_Task inputs:_
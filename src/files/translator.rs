//! List, get and put expressed as remote shell commands.

use std::path::{Path, PathBuf};
use std::sync::Arc;

use tokio::fs;
use tokio::io::AsyncWriteExt;
use tokio_util::sync::CancellationToken;
use tracing::{debug, instrument, warn};

use super::request::{FileOperation, OperationRequest, file_name};
use super::shell;
use crate::config::DEFAULT_MAX_PAYLOAD_BYTES;
use crate::error::{NodeFilesError, StreamError};
use crate::exec::{ExecTarget, RemoteCommandResult, RemoteExecutor};

/// Runs file operations against one sandbox.
///
/// Node paths are resolved under `mount`; relative local paths under
/// `working_dir`.
pub struct FileTranslator {
    executor: Arc<dyn RemoteExecutor>,
    target: ExecTarget,
    mount: String,
    working_dir: PathBuf,
    max_payload_bytes: usize,
}

impl FileTranslator {
    #[must_use]
    pub fn new(executor: Arc<dyn RemoteExecutor>, target: ExecTarget, mount: impl Into<String>) -> Self {
        Self {
            executor,
            target,
            mount: mount.into(),
            working_dir: PathBuf::from("."),
            max_payload_bytes: DEFAULT_MAX_PAYLOAD_BYTES,
        }
    }

    /// Sets the directory relative local paths are resolved against.
    #[must_use]
    pub fn with_working_dir(mut self, dir: impl Into<PathBuf>) -> Self {
        self.working_dir = dir.into();
        self
    }

    /// Sets the largest file `put` will carry inline.
    #[must_use]
    pub fn with_max_payload_bytes(mut self, max: usize) -> Self {
        self.max_payload_bytes = max;
        self
    }

    /// Dispatches a validated request.
    ///
    /// # Errors
    ///
    /// See [`list`](Self::list), [`get`](Self::get) and [`put`](Self::put).
    pub async fn perform(
        &self,
        request: &OperationRequest,
        cancel: &CancellationToken,
    ) -> Result<String, NodeFilesError> {
        match request.operation {
            FileOperation::List => self.list(&request.source_path, cancel).await,
            FileOperation::Get => {
                self.get(&request.source_path, request.dest_path.as_deref(), cancel)
                    .await
            }
            FileOperation::Put => {
                let dest = request
                    .dest_path
                    .as_deref()
                    .ok_or_else(|| NodeFilesError::Validation(String::from("missing required argument: dest_path")))?;
                self.put(&request.source_path, dest, cancel).await
            }
        }
    }

    /// Long-format listing of a node directory, unmodified.
    ///
    /// # Errors
    ///
    /// Returns `NodeFilesError::Exec` if the listing command fails.
    #[instrument(skip(self, cancel))]
    pub async fn list(&self, path: &str, cancel: &CancellationToken) -> Result<String, NodeFilesError> {
        let output = self
            .run(shell::list_command(&self.mount, path), "failed to list directory", cancel)
            .await?;
        Ok(output.payload_text())
    }

    /// Copies a node file to the local filesystem.
    ///
    /// Without `dest`, the file lands in the working directory under the
    /// source's file name. The local file only appears once fully written.
    /// Like every command's output, stderr stands in for empty stdout.
    ///
    /// # Errors
    ///
    /// Returns `NodeFilesError::Exec` if the read fails, or
    /// `NodeFilesError::LocalIo` if the local directory or file cannot be
    /// written.
    #[instrument(skip(self, cancel))]
    pub async fn get(
        &self,
        source: &str,
        dest: Option<&str>,
        cancel: &CancellationToken,
    ) -> Result<String, NodeFilesError> {
        let dest = match dest {
            Some(dest) => self.local_path(dest),
            None => {
                let name = file_name(source).ok_or_else(|| {
                    NodeFilesError::Validation(format!(
                        "cannot derive a local file name from source_path: {source}"
                    ))
                })?;
                self.working_dir.join(name)
            }
        };

        let output = self
            .run(shell::read_command(&self.mount, source), "failed to read file from node", cancel)
            .await?;
        if output.stdout.is_empty() && !output.stderr.is_empty() {
            warn!(stderr = %output.stderr_text(), "Read produced only stderr; saving it as the content");
        }

        let content = output.payload();
        write_local(&dest, content).await?;
        debug!(bytes = content.len(), dest = %dest.display(), "Wrote local file");

        Ok(format!(
            "File successfully copied from node:{source} to {}",
            dest.display()
        ))
    }

    /// Copies a local text file to the node.
    ///
    /// Creates the node's destination directory first when it is not the
    /// root.
    ///
    /// # Errors
    ///
    /// - `NodeFilesError::LocalIo` if the source cannot be read
    /// - `NodeFilesError::UnsupportedPayload` if the content is not text-safe,
    ///   above `max_payload_bytes`, or too large for one exec argument once
    ///   quoted
    /// - `NodeFilesError::Exec` if a remote command fails
    #[instrument(skip(self, cancel))]
    pub async fn put(
        &self,
        source: &str,
        dest: &str,
        cancel: &CancellationToken,
    ) -> Result<String, NodeFilesError> {
        let local = self.local_path(source);
        let content = fs::read(&local).await.map_err(|e| {
            NodeFilesError::local_io(format!("failed to read source file {}", local.display()), e)
        })?;
        let text = inline_payload(&local, content, self.max_payload_bytes)?;

        let write = shell::write_command(&self.mount, dest, &text);
        if !shell::fits_exec_argument(&write) {
            let script_len = write.last().map_or(0, String::len);
            return Err(NodeFilesError::UnsupportedPayload {
                path: local,
                reason: format!(
                    "quoted command is {script_len} bytes, above the {} byte exec argument limit",
                    shell::MAX_ARG_STRLEN
                ),
            });
        }

        if let Some(dir) = shell::parent_dir(dest) {
            self.run(
                shell::mkdir_command(&self.mount, dir),
                "failed to create destination directory",
                cancel,
            )
            .await?;
        }

        self.run(write, "failed to write file to node", cancel)
            .await?;
        debug!(bytes = text.len(), "Wrote node file");

        Ok(format!(
            "File successfully copied from {source} to node:{dest}"
        ))
    }

    fn local_path(&self, path: &str) -> PathBuf {
        let path = Path::new(path);
        if path.is_absolute() {
            path.to_path_buf()
        } else {
            self.working_dir.join(path)
        }
    }

    async fn run(
        &self,
        command: Vec<String>,
        stage: &'static str,
        cancel: &CancellationToken,
    ) -> Result<RemoteCommandResult, NodeFilesError> {
        self.executor
            .execute(&self.target, &command, cancel)
            .await
            .map_err(|source| match source.source {
                StreamError::Cancelled => NodeFilesError::Cancelled {
                    stage: "running a remote command",
                },
                _ => NodeFilesError::Exec { stage, source },
            })
    }
}

/// Checks that file content can travel inside a single-quoted shell word.
fn inline_payload(path: &Path, content: Vec<u8>, max: usize) -> Result<String, NodeFilesError> {
    let unsupported = |reason: String| NodeFilesError::UnsupportedPayload {
        path: path.to_path_buf(),
        reason,
    };

    if content.len() > max {
        return Err(unsupported(format!(
            "file is {} bytes, above the {max} byte inline limit",
            content.len()
        )));
    }
    if content.contains(&0) {
        return Err(unsupported(String::from("file contains NUL bytes")));
    }
    String::from_utf8(content).map_err(|_| unsupported(String::from("file is not valid UTF-8")))
}

/// Writes through a sibling temporary file and renames it into place.
async fn write_local(path: &Path, content: &[u8]) -> Result<(), NodeFilesError> {
    if let Some(parent) = path.parent().filter(|p| !p.as_os_str().is_empty()) {
        fs::create_dir_all(parent).await.map_err(|e| {
            NodeFilesError::local_io(
                format!("failed to create local directory {}", parent.display()),
                e,
            )
        })?;
    }

    let name = path
        .file_name()
        .map(|n| n.to_string_lossy().into_owned())
        .unwrap_or_default();
    let temp = path.with_file_name(format!(".{name}.part"));

    let written = async {
        let mut file = fs::File::create(&temp).await?;
        file.write_all(content).await?;
        file.sync_all().await?;
        fs::rename(&temp, path).await
    }
    .await;

    if let Err(e) = written {
        let _ = fs::remove_file(&temp).await;
        return Err(NodeFilesError::local_io(
            format!("failed to write local file {}", path.display()),
            e,
        ));
    }
    Ok(())
}
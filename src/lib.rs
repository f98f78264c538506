//! Node files MCP server - file operations on Kubernetes nodes.
//!
//! Kubernetes nodes expose no filesystem API. This crate reaches a node's root
//! filesystem by scheduling a short-lived privileged pod onto it with `/`
//! mounted at `/host`, running shell commands in that pod over the `exec`
//! sub-resource, and deleting the pod afterwards.
//!
//! # Layers
//!
//! - [`access`]: denied-resources gate consulted before any cluster call
//! - [`cluster`]: pod model and the HTTPS API client
//! - [`exec`]: WebSocket and SPDY exec transports with fallback
//! - [`sandbox`]: pod manifest, readiness polling and guaranteed teardown
//! - [`files`]: list/get/put as shell commands, and the [`NodeFiles`] entry point
//! - [`server`]: the `node_files` MCP tool over stdio
//!
//! # Example
//!
//! ```no_run
//! use std::sync::Arc;
//!
//! use node_files_mcp::access::DeniedResources;
//! use node_files_mcp::cluster::KubeClient;
//! use node_files_mcp::config::{ClusterCredentials, NodeFilesConfig};
//! use node_files_mcp::files::{NodeFiles, NodeFilesArgs};
//! use tokio_util::sync::CancellationToken;
//!
//! #[tokio::main]
//! async fn main() -> miette::Result<()> {
//!     let credentials = ClusterCredentials::discover(None, None)?;
//!     let client = Arc::new(KubeClient::new(&credentials)?);
//!     let files = NodeFiles::for_cluster(
//!         client,
//!         Arc::new(DeniedResources::allow_all()),
//!         NodeFilesConfig::default(),
//!     );
//!
//!     let listing = files
//!         .run(
//!             NodeFilesArgs {
//!                 node_name: Some("worker-1".into()),
//!                 operation: Some("list".into()),
//!                 source_path: Some("/var/log".into()),
//!                 ..NodeFilesArgs::default()
//!             },
//!             &CancellationToken::new(),
//!         )
//!         .await?;
//!     println!("{listing}");
//!     Ok(())
//! }
//! ```

pub mod access;
pub mod cluster;
pub mod config;
pub mod error;
pub mod exec;
pub mod files;
pub mod sandbox;
pub mod server;

// Re-export commonly used types
pub use error::{Error, NodeFilesError, Result};
pub use files::{FileOperation, NodeFiles, NodeFilesArgs, OperationRequest};
pub use sandbox::{SandboxConfig, SandboxHandle, SandboxManager, SandboxSpec};
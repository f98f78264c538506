//! Shared test doubles for the cluster and the exec channel.

#![allow(dead_code)]

use std::collections::VecDeque;
use std::path::{Path, PathBuf};
use std::sync::Mutex;
use std::sync::atomic::{AtomicUsize, Ordering};
use std::time::Duration;

use async_trait::async_trait;
use tokio_util::sync::CancellationToken;

use node_files_mcp::cluster::{Pod, PodApi, PodCondition, PodPhase, PodStatus};
use node_files_mcp::error::{ClusterError, ExecFailure, StreamError};
use node_files_mcp::exec::{ExecTarget, RemoteCommandResult, RemoteExecutor};
use node_files_mcp::sandbox::{FixedNames, HOST_MOUNT_PATH};

pub const POD_NAME: &str = "node-files-test1";

pub fn fixed_names() -> std::sync::Arc<FixedNames> {
    std::sync::Arc::new(FixedNames::new([POD_NAME]))
}

pub fn init_logging() {
    let _ = tracing_subscriber::fmt()
        .with_env_filter(tracing_subscriber::EnvFilter::from_default_env())
        .with_test_writer()
        .try_init();
}

/// How the fake pod behaves while being polled.
#[derive(Debug, Clone, Copy)]
pub enum Readiness {
    /// Ready on the first poll.
    Ready,
    /// Ready after this many polls that report `Pending`.
    AfterPolls(usize),
    /// `Pending` forever.
    Never,
    /// `Failed` on the first poll.
    Failed,
    /// The status read itself fails.
    ReadError,
}

/// How the fake API answers deletes.
#[derive(Debug, Clone, Copy)]
pub enum DeleteBehavior {
    Ok,
    Error,
    Hang,
}

/// In-memory [`PodApi`] that records every call.
pub struct RecordingPods {
    readiness: Readiness,
    reject_create: bool,
    delete: DeleteBehavior,
    created: Mutex<Vec<Pod>>,
    deleted: Mutex<Vec<(String, String)>>,
    polls: AtomicUsize,
}

impl RecordingPods {
    pub fn new(readiness: Readiness) -> Self {
        Self {
            readiness,
            reject_create: false,
            delete: DeleteBehavior::Ok,
            created: Mutex::new(Vec::new()),
            deleted: Mutex::new(Vec::new()),
            polls: AtomicUsize::new(0),
        }
    }

    pub fn ready() -> Self {
        Self::new(Readiness::Ready)
    }

    pub fn rejecting_create(mut self) -> Self {
        self.reject_create = true;
        self
    }

    pub fn with_delete(mut self, delete: DeleteBehavior) -> Self {
        self.delete = delete;
        self
    }

    pub fn created(&self) -> Vec<Pod> {
        self.created.lock().unwrap().clone()
    }

    pub fn deleted(&self) -> Vec<(String, String)> {
        self.deleted.lock().unwrap().clone()
    }

    pub fn polls(&self) -> usize {
        self.polls.load(Ordering::SeqCst)
    }

    fn pod(name: &str, phase: PodPhase, ready: bool) -> Pod {
        let mut pod = Pod::default();
        pod.metadata.name = Some(name.to_string());
        pod.status = Some(PodStatus {
            phase,
            conditions: vec![PodCondition {
                kind: "Ready".into(),
                status: if ready { "True" } else { "False" }.into(),
            }],
            reason: (phase == PodPhase::Failed).then(|| "Evicted".into()),
            message: None,
        });
        pod
    }
}

#[async_trait]
impl PodApi for RecordingPods {
    async fn create_pod(&self, _namespace: &str, pod: &Pod) -> Result<Pod, ClusterError> {
        if self.reject_create {
            return Err(ClusterError::Api {
                status: 403,
                message: "pods is forbidden: exceeded quota".into(),
            });
        }
        self.created.lock().unwrap().push(pod.clone());
        Ok(pod.clone())
    }

    async fn get_pod(&self, _namespace: &str, name: &str) -> Result<Pod, ClusterError> {
        let poll = self.polls.fetch_add(1, Ordering::SeqCst);
        match self.readiness {
            Readiness::Ready => Ok(Self::pod(name, PodPhase::Running, true)),
            Readiness::AfterPolls(n) if poll >= n => Ok(Self::pod(name, PodPhase::Running, true)),
            Readiness::AfterPolls(_) | Readiness::Never => {
                Ok(Self::pod(name, PodPhase::Pending, false))
            }
            Readiness::Failed => Ok(Self::pod(name, PodPhase::Failed, false)),
            Readiness::ReadError => Err(ClusterError::Api {
                status: 500,
                message: "etcdserver: request timed out".into(),
            }),
        }
    }

    async fn delete_pod(&self, namespace: &str, name: &str) -> Result<(), ClusterError> {
        self.deleted
            .lock()
            .unwrap()
            .push((namespace.to_string(), name.to_string()));
        match self.delete {
            DeleteBehavior::Ok => Ok(()),
            DeleteBehavior::Error => Err(ClusterError::Api {
                status: 500,
                message: "internal error".into(),
            }),
            DeleteBehavior::Hang => {
                tokio::time::sleep(Duration::from_secs(3600)).await;
                Ok(())
            }
        }
    }
}

/// One scripted exec outcome.
#[derive(Debug, Clone)]
pub enum Reply {
    Output { stdout: String, stderr: String },
    Failure { stderr: String, message: String },
}

impl Reply {
    pub fn stdout(text: &str) -> Self {
        Self::Output {
            stdout: text.into(),
            stderr: String::new(),
        }
    }

    pub fn stderr(text: &str) -> Self {
        Self::Output {
            stdout: String::new(),
            stderr: text.into(),
        }
    }

    pub fn failure(stderr: &str, message: &str) -> Self {
        Self::Failure {
            stderr: stderr.into(),
            message: message.into(),
        }
    }
}

/// [`RemoteExecutor`] that replays scripted replies and records commands.
///
/// Once the script runs out every command succeeds with no output.
#[derive(Default)]
pub struct ScriptedExecutor {
    replies: Mutex<VecDeque<Reply>>,
    commands: Mutex<Vec<(ExecTarget, Vec<String>)>>,
}

impl ScriptedExecutor {
    pub fn new(replies: impl IntoIterator<Item = Reply>) -> Self {
        Self {
            replies: Mutex::new(replies.into_iter().collect()),
            commands: Mutex::new(Vec::new()),
        }
    }

    pub fn commands(&self) -> Vec<Vec<String>> {
        self.commands
            .lock()
            .unwrap()
            .iter()
            .map(|(_, command)| command.clone())
            .collect()
    }

    pub fn targets(&self) -> Vec<ExecTarget> {
        self.commands
            .lock()
            .unwrap()
            .iter()
            .map(|(target, _)| target.clone())
            .collect()
    }

    /// The `-c` script of each recorded command.
    pub fn scripts(&self) -> Vec<String> {
        self.commands()
            .into_iter()
            .map(|command| command.last().cloned().unwrap_or_default())
            .collect()
    }
}

#[async_trait]
impl RemoteExecutor for ScriptedExecutor {
    async fn execute(
        &self,
        target: &ExecTarget,
        command: &[String],
        cancel: &CancellationToken,
    ) -> Result<RemoteCommandResult, ExecFailure> {
        if cancel.is_cancelled() {
            return Err(ExecFailure::new("", StreamError::Cancelled));
        }
        self.commands
            .lock()
            .unwrap()
            .push((target.clone(), command.to_vec()));

        match self.replies.lock().unwrap().pop_front() {
            None => Ok(RemoteCommandResult::default()),
            Some(Reply::Output { stdout, stderr }) => Ok(RemoteCommandResult {
                stdout: stdout.into_bytes(),
                stderr: stderr.into_bytes(),
            }),
            Some(Reply::Failure { stderr, message }) => {
                Err(ExecFailure::new(stderr, StreamError::Remote(message)))
            }
        }
    }
}

/// [`RemoteExecutor`] that runs commands with the local shell.
///
/// Quoted paths under the sandbox mount are redirected into `root`, so a
/// temporary directory plays the node's filesystem.
pub struct LocalShellExecutor {
    root: PathBuf,
    commands: Mutex<Vec<Vec<String>>>,
}

impl LocalShellExecutor {
    pub fn new(root: &Path) -> Self {
        Self {
            root: root.to_path_buf(),
            commands: Mutex::new(Vec::new()),
        }
    }

    pub fn commands(&self) -> Vec<Vec<String>> {
        self.commands.lock().unwrap().clone()
    }

    fn rewrite(&self, arg: &str) -> String {
        arg.replace(
            &format!("'{HOST_MOUNT_PATH}"),
            &format!("'{}", self.root.display()),
        )
    }
}

#[async_trait]
impl RemoteExecutor for LocalShellExecutor {
    async fn execute(
        &self,
        _target: &ExecTarget,
        command: &[String],
        _cancel: &CancellationToken,
    ) -> Result<RemoteCommandResult, ExecFailure> {
        self.commands.lock().unwrap().push(command.to_vec());

        let (program, args) = command.split_first().expect("empty command");
        let output = tokio::process::Command::new(program)
            .args(args.iter().map(|arg| self.rewrite(arg)))
            .output()
            .await
            .expect("failed to spawn local shell");

        let result = RemoteCommandResult {
            stdout: output.stdout,
            stderr: output.stderr,
        };
        if output.status.success() {
            Ok(result)
        } else {
            Err(ExecFailure::new(
                result.stderr_text(),
                StreamError::Remote(format!(
                    "command terminated with non-zero exit code: {}",
                    output.status.code().unwrap_or(-1)
                )),
            ))
        }
    }
}
//! Sandbox pod lifecycle: create, wait for readiness, delete.

use std::sync::Arc;
use std::time::Duration;

use chrono::Utc;
use tokio::time::Instant;
use tokio_util::sync::CancellationToken;
use tracing::{debug, instrument, trace, warn};

use super::naming::{NameGenerator, RandomNames};
use super::{SandboxConfig, SandboxHandle, SandboxSpec};
use crate::cluster::{PodApi, PodPhase};
use crate::error::NodeFilesError;

/// Creates and deletes sandbox pods through a [`PodApi`].
///
/// Holds no per-operation state; every call to [`create`](Self::create)
/// yields a fresh, uniquely named pod.
#[derive(Clone)]
pub struct SandboxManager {
    pods: Arc<dyn PodApi>,
    names: Arc<dyn NameGenerator>,
    config: SandboxConfig,
}

impl SandboxManager {
    /// Creates a manager that names pods with [`RandomNames`].
    #[must_use]
    pub fn new(pods: Arc<dyn PodApi>, config: SandboxConfig) -> Self {
        Self {
            pods,
            names: Arc::new(RandomNames),
            config,
        }
    }

    /// Replaces the pod name generator.
    #[must_use]
    pub fn with_names(mut self, names: Arc<dyn NameGenerator>) -> Self {
        self.names = names;
        self
    }

    #[must_use]
    pub fn config(&self) -> &SandboxConfig {
        &self.config
    }

    /// Submits the sandbox pod. Does not wait for scheduling.
    ///
    /// # Errors
    ///
    /// Returns `NodeFilesError::PodCreation` if the API server rejects the pod.
    #[instrument(skip(self, spec), fields(node = %spec.node_name, namespace = %spec.namespace))]
    pub async fn create(&self, spec: &SandboxSpec) -> Result<SandboxHandle, NodeFilesError> {
        let name = self.names.generate();
        let pod = spec.to_pod(&name);

        let created = self
            .pods
            .create_pod(&spec.namespace, &pod)
            .await
            .map_err(|source| NodeFilesError::PodCreation { source })?;

        let handle = SandboxHandle {
            namespace: created
                .metadata
                .namespace
                .unwrap_or_else(|| spec.namespace.clone()),
            name: created.metadata.name.unwrap_or(name),
            created_at: created.metadata.creation_timestamp.unwrap_or_else(Utc::now),
        };
        debug!(pod = %handle.name, "Created sandbox pod");
        Ok(handle)
    }

    /// Creates the sandbox pod and returns a guard that deletes it.
    ///
    /// # Errors
    ///
    /// Returns `NodeFilesError::PodCreation` if the API server rejects the pod.
    /// No guard exists in that case and nothing needs deleting.
    pub async fn acquire(&self, spec: &SandboxSpec) -> Result<SandboxGuard, NodeFilesError> {
        let handle = self.create(spec).await?;
        Ok(SandboxGuard {
            handle,
            pods: Arc::clone(&self.pods),
            teardown_timeout: self.config.teardown_timeout,
            armed: true,
        })
    }

    /// Polls the pod until it is running and ready.
    ///
    /// # Errors
    ///
    /// - `NodeFilesError::PodStatus` on the first failed read, without retrying
    /// - `NodeFilesError::PodFailed` if the pod enters the `Failed` phase
    /// - `NodeFilesError::ReadinessTimeout` once `ready_timeout` has elapsed
    /// - `NodeFilesError::Cancelled` as soon as `cancel` fires
    #[instrument(skip(self, handle, cancel), fields(pod = %handle.name))]
    pub async fn wait_ready(
        &self,
        handle: &SandboxHandle,
        cancel: &CancellationToken,
    ) -> Result<(), NodeFilesError> {
        let timeout = self.config.ready_timeout;
        let deadline = Instant::now() + timeout;

        loop {
            if Instant::now() >= deadline {
                return Err(NodeFilesError::ReadinessTimeout {
                    pod: handle.name.clone(),
                    timeout,
                });
            }

            let pod = tokio::select! {
                result = self.pods.get_pod(&handle.namespace, &handle.name) => {
                    result.map_err(|source| NodeFilesError::PodStatus {
                        pod: handle.name.clone(),
                        source,
                    })?
                }
                () = cancel.cancelled() => {
                    return Err(NodeFilesError::Cancelled { stage: "waiting for pod readiness" });
                }
            };

            if pod.is_ready() {
                debug!("Sandbox pod is ready");
                return Ok(());
            }
            if pod.phase() == PodPhase::Failed {
                return Err(NodeFilesError::PodFailed {
                    pod: handle.name.clone(),
                    reason: pod.failure_reason(),
                });
            }
            trace!(phase = ?pod.phase(), "Sandbox pod not ready yet");

            let pause = self
                .config
                .poll_interval
                .min(deadline.saturating_duration_since(Instant::now()));
            tokio::select! {
                () = tokio::time::sleep(pause) => {}
                () = cancel.cancelled() => {
                    return Err(NodeFilesError::Cancelled { stage: "waiting for pod readiness" });
                }
            }
        }
    }

    /// Deletes the pod, bounded by `teardown_timeout`. Failures are logged.
    pub async fn teardown(&self, handle: &SandboxHandle) {
        teardown(self.pods.as_ref(), handle, self.config.teardown_timeout).await;
    }
}

/// Best-effort delete with its own deadline. Never fails.
#[instrument(skip(pods, handle), fields(pod = %handle.name, namespace = %handle.namespace))]
async fn teardown(pods: &dyn PodApi, handle: &SandboxHandle, timeout: Duration) {
    match tokio::time::timeout(timeout, pods.delete_pod(&handle.namespace, &handle.name)).await {
        Ok(Ok(())) => debug!("Deleted sandbox pod"),
        Ok(Err(e)) => warn!(error = %e, "Failed to delete sandbox pod"),
        Err(_) => warn!(timeout_secs = timeout.as_secs(), "Timed out deleting sandbox pod"),
    }
}

/// Owns a created sandbox and deletes it exactly once.
///
/// Call [`release`](Self::release) on every normal path. If the guard is
/// dropped while still armed (the owning future was cancelled, or a panic
/// unwound past it), the delete is spawned onto the current Tokio runtime.
pub struct SandboxGuard {
    handle: SandboxHandle,
    pods: Arc<dyn PodApi>,
    teardown_timeout: Duration,
    armed: bool,
}

impl SandboxGuard {
    #[must_use]
    pub fn handle(&self) -> &SandboxHandle {
        &self.handle
    }

    /// Deletes the sandbox, then disarms the guard.
    ///
    /// If this future is dropped before the delete finishes, the guard is
    /// still armed and `Drop` issues the delete again in the background.
    pub async fn release(mut self) {
        teardown(self.pods.as_ref(), &self.handle, self.teardown_timeout).await;
        self.armed = false;
    }
}

impl Drop for SandboxGuard {
    fn drop(&mut self) {
        if !self.armed {
            return;
        }
        self.armed = false;

        let Ok(runtime) = tokio::runtime::Handle::try_current() else {
            warn!(pod = %self.handle.name, "No runtime to delete sandbox pod; it will be orphaned");
            return;
        };

        let pods = Arc::clone(&self.pods);
        let handle = self.handle.clone();
        let timeout = self.teardown_timeout;
        debug!(pod = %handle.name, "Sandbox guard dropped, deleting in background");
        runtime.spawn(async move {
            teardown(pods.as_ref(), &handle, timeout).await;
        });
    }
}

impl std::fmt::Debug for SandboxGuard {
    fn fmt(&self, f: &mut std::fmt::Formatter<'_>) -> std::fmt::Result {
        f.debug_struct("SandboxGuard")
            .field("handle", &self.handle)
            .field("armed", &self.armed)
            .finish_non_exhaustive()
    }
}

_How to complete this task:_ Some of the data mentions "fields". Copy every line where it does.

_Response to this task:_
    #[instrument(skip(self, spec), fields(node = %spec.node_name, namespace = %spec.namespace))]
    #[instrument(skip(self, handle, cancel), fields(pod = %handle.name))]
#[instrument(skip(pods, handle), fields(pod = %handle.name, namespace = %handle.namespace))]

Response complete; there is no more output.